Before the “Word” or “Spirit” was made flesh and went forth to live in the person of Jesus Christ, for thousands of years – from the Old Stone Age to the closing of the last goddess temples, around AD 500 – women have been at the forefront of all great civilizations. Women always bring love, peace, justice and equality to homes, communities and nations. Liberia and its people stand to gain nothing by sitting on the fence to see our wives, mothers and sisters who choose life die in drove from malaria. Deuteronomy 30:19 says "Choose life, says the Lord, that you and your descendants may live! But how do we in Liberia expect our nation to live on when we agree with misplaced priorities and let not the little fetus become children to come to us, and we let malaria stop them; knowing that it is to such as that the next Liberia belongs. As Liberians, we have a moral obligation to chart a new direction and change our malaria statistics for the better, by burying this national calamity once and for all. Remember, Liberian mothers are not only the source whence all blessings flow, but they are also the beginning and the end of all things. Luke 1:42 warns us, "Blessed is the fruit of thy womb".

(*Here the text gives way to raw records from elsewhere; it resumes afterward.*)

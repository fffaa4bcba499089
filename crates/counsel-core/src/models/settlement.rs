//! Settlement arithmetic
//!
//! A settlement moves the full booking fee from the requester to the
//! counsellor and credits unused agreed minutes back to the requester.
//! The plan is computed up front so the store can apply it in a single
//! transaction.

use super::booking::Booking;
use super::call_session::{Actor, CallEvent, CallSession};
use super::wallet::{EntryKind, NewLedgerEntry};
use crate::error::AppError;
use crate::AppResult;
use chrono::{DateTime, Utc};
use rust_decimal::prelude::ToPrimitive;
use rust_decimal::Decimal;
use serde::{Deserialize, Serialize};
use uuid::Uuid;

/// Unused minutes: `trunc(max(0, agreed - actual))`, truncating toward zero
pub fn unused_minutes(agreed_minutes: i32, actual_minutes: Decimal) -> AppResult<i32> {
    if actual_minutes.is_sign_negative() && !actual_minutes.is_zero() {
        return Err(AppError::Validation(format!(
            "actual duration cannot be negative: {}",
            actual_minutes
        )));
    }

    let remaining = (Decimal::from(agreed_minutes) - actual_minutes).max(Decimal::ZERO);
    remaining
        .trunc()
        .to_i32()
        .ok_or_else(|| AppError::Internal(format!("unused minutes out of range: {}", remaining)))
}

/// Everything the store needs to apply one settlement atomically
#[derive(Debug, Clone)]
pub struct SettlementPlan {
    pub booking_id: i64,
    pub requester_id: i64,
    pub counsellor_id: i64,
    pub fee: Decimal,
    pub actual_duration_minutes: Decimal,
    pub extra_minutes: i32,
    /// Session snapshot the call moves from (must still be ENDED at apply time)
    pub session: CallSession,
    /// Session snapshot after ENDED -> COMPLETED
    pub completed: CallSession,
    pub settled_at: DateTime<Utc>,
}

impl SettlementPlan {
    /// Validate preconditions and compute the plan.
    ///
    /// The booking must be `wallet_credited` and the session must be its
    /// most recent one, in ENDED.
    pub fn new(
        booking: &Booking,
        session: &CallSession,
        actual_duration_minutes: Decimal,
        now: DateTime<Utc>,
    ) -> AppResult<Self> {
        let extra_minutes = unused_minutes(booking.duration_minutes, actual_duration_minutes)?;

        if !booking.status.allows_calls() {
            return Err(AppError::InvalidBookingState {
                booking_id: booking.id,
                status: booking.status.to_string(),
                expected: "wallet_credited".to_string(),
            });
        }

        if session.booking_id != booking.id {
            return Err(AppError::Internal(format!(
                "session {} does not belong to booking {}",
                session.id, booking.id
            )));
        }

        let completed = session.apply(CallEvent::Settle, &Actor::System, now)?;

        Ok(Self {
            booking_id: booking.id,
            requester_id: booking.requester_id,
            counsellor_id: booking.counsellor_id,
            fee: booking.fee,
            actual_duration_minutes,
            extra_minutes,
            session: session.clone(),
            completed,
            settled_at: now,
        })
    }

    /// Ledger entries to append, in order
    pub fn entries(&self) -> Vec<NewLedgerEntry> {
        let mut entries = vec![
            NewLedgerEntry::new(
                self.requester_id,
                -self.fee,
                EntryKind::Transfer,
                format!("Session fee for booking {}", self.booking_id),
            )
            .for_booking(self.booking_id),
            NewLedgerEntry::new(
                self.counsellor_id,
                self.fee,
                EntryKind::Deposit,
                format!("Payout for booking {}", self.booking_id),
            )
            .for_booking(self.booking_id),
        ];

        if self.extra_minutes > 0 {
            entries.push(
                NewLedgerEntry::new(
                    self.requester_id,
                    Decimal::from(self.extra_minutes),
                    EntryKind::ExtraMinutesCredit,
                    format!(
                        "{} unused minutes from booking {}",
                        self.extra_minutes, self.booking_id
                    ),
                )
                .for_booking(self.booking_id),
            );
        }

        entries
    }

    /// Wallet ids in lock order (ascending account id)
    pub fn lock_order(&self) -> [i64; 2] {
        if self.requester_id <= self.counsellor_id {
            [self.requester_id, self.counsellor_id]
        } else {
            [self.counsellor_id, self.requester_id]
        }
    }
}

/// Persisted outcome of a settlement; a retried settle returns it unchanged
#[derive(Debug, Clone, PartialEq, Serialize, Deserialize)]
pub struct SettlementResult {
    pub booking_id: i64,
    pub session_id: Uuid,
    pub fee: Decimal,
    pub actual_duration_minutes: Decimal,
    pub extra_minutes_credited: i32,
    pub requester_balance: Decimal,
    pub counsellor_balance: Decimal,
    pub settled_at: DateTime<Utc>,
}

#[cfg(test)]
mod tests {
    use super::*;
    use crate::models::{BookingStatus, CallStatus, PartyRole};
    use rust_decimal_macros::dec;

    fn booking() -> Booking {
        let now = Utc::now();
        Booking {
            id: 3,
            requester_id: 10,
            counsellor_id: 4,
            fee: dec!(500.00),
            duration_minutes: 20,
            status: BookingStatus::WalletCredited,
            scheduled_at: None,
            created_at: now,
            updated_at: now,
        }
    }

    fn ended(booking: &Booking) -> CallSession {
        let s = CallSession::new(booking);
        s.apply(
            CallEvent::End,
            &Actor::party(booking.requester_id, PartyRole::Requester),
            Utc::now(),
        )
        .unwrap()
    }

    #[test]
    fn test_unused_minutes_truncates_toward_zero() {
        assert_eq!(unused_minutes(20, dec!(12)).unwrap(), 8);
        assert_eq!(unused_minutes(20, dec!(12.4)).unwrap(), 7);
        assert_eq!(unused_minutes(20, dec!(19.99)).unwrap(), 0);
        assert_eq!(unused_minutes(20, dec!(25)).unwrap(), 0);
        assert_eq!(unused_minutes(20, dec!(0)).unwrap(), 20);
    }

    #[test]
    fn test_negative_duration_is_rejected() {
        let err = unused_minutes(20, dec!(-1)).unwrap_err();
        assert!(matches!(err, AppError::Validation(_)));
    }

    #[test]
    fn test_plan_entries() {
        let b = booking();
        let plan = SettlementPlan::new(&b, &ended(&b), dec!(12), Utc::now()).unwrap();
        assert_eq!(plan.extra_minutes, 8);
        assert_eq!(plan.completed.status, CallStatus::Completed);

        let entries = plan.entries();
        assert_eq!(entries.len(), 3);
        assert_eq!(entries[0].account_id, 10);
        assert_eq!(entries[0].amount, dec!(-500.00));
        assert_eq!(entries[0].kind, EntryKind::Transfer);
        assert_eq!(entries[1].account_id, 4);
        assert_eq!(entries[1].amount, dec!(500.00));
        assert_eq!(entries[2].kind, EntryKind::ExtraMinutesCredit);
        assert_eq!(entries[2].amount, dec!(8));
        assert!(entries.iter().all(|e| e.booking_id == Some(3)));
    }

    #[test]
    fn test_no_minutes_entry_when_fully_used() {
        let b = booking();
        let plan = SettlementPlan::new(&b, &ended(&b), dec!(20), Utc::now()).unwrap();
        assert_eq!(plan.entries().len(), 2);
    }

    #[test]
    fn test_plan_requires_ended_session() {
        let b = booking();
        let pending = CallSession::new(&b);
        let err = SettlementPlan::new(&b, &pending, dec!(5), Utc::now()).unwrap_err();
        assert!(matches!(err, AppError::InvalidTransition { .. }));
    }

    #[test]
    fn test_plan_requires_credited_booking() {
        let mut b = booking();
        let session = ended(&b);
        b.status = BookingStatus::Completed;
        let err = SettlementPlan::new(&b, &session, dec!(5), Utc::now()).unwrap_err();
        assert!(matches!(err, AppError::InvalidBookingState { .. }));
    }

    #[test]
    fn test_lock_order_is_ascending() {
        let b = booking();
        let plan = SettlementPlan::new(&b, &ended(&b), dec!(1), Utc::now()).unwrap();
        assert_eq!(plan.lock_order(), [4, 10]);
    }
}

In essence, God has allowed a new human being to come to life, His voice speaks to the woman's soul. Hence, it is a human rights violation to do nothing about eradicating malaria. Malaria only inspires the culture of death. No nation or people have the right to make malaria kill our children while they preach environmental protection and would not send their little children to spend a night in Africa without securing adequate protection against malaria. No one can claim to be caring for our welfare and democracy by violating our God’s given right to life. To continue to allow these fragile flies to decimate our future generation in the womb of the mother and the mother-to-be is a very serious crime and human rights violation. Until we as a people and nation collectively do something about malaria, our socio-economic, cultural, and poverty woes will not only continue, but will cause stillbirth to the growth and democratization of Liberia.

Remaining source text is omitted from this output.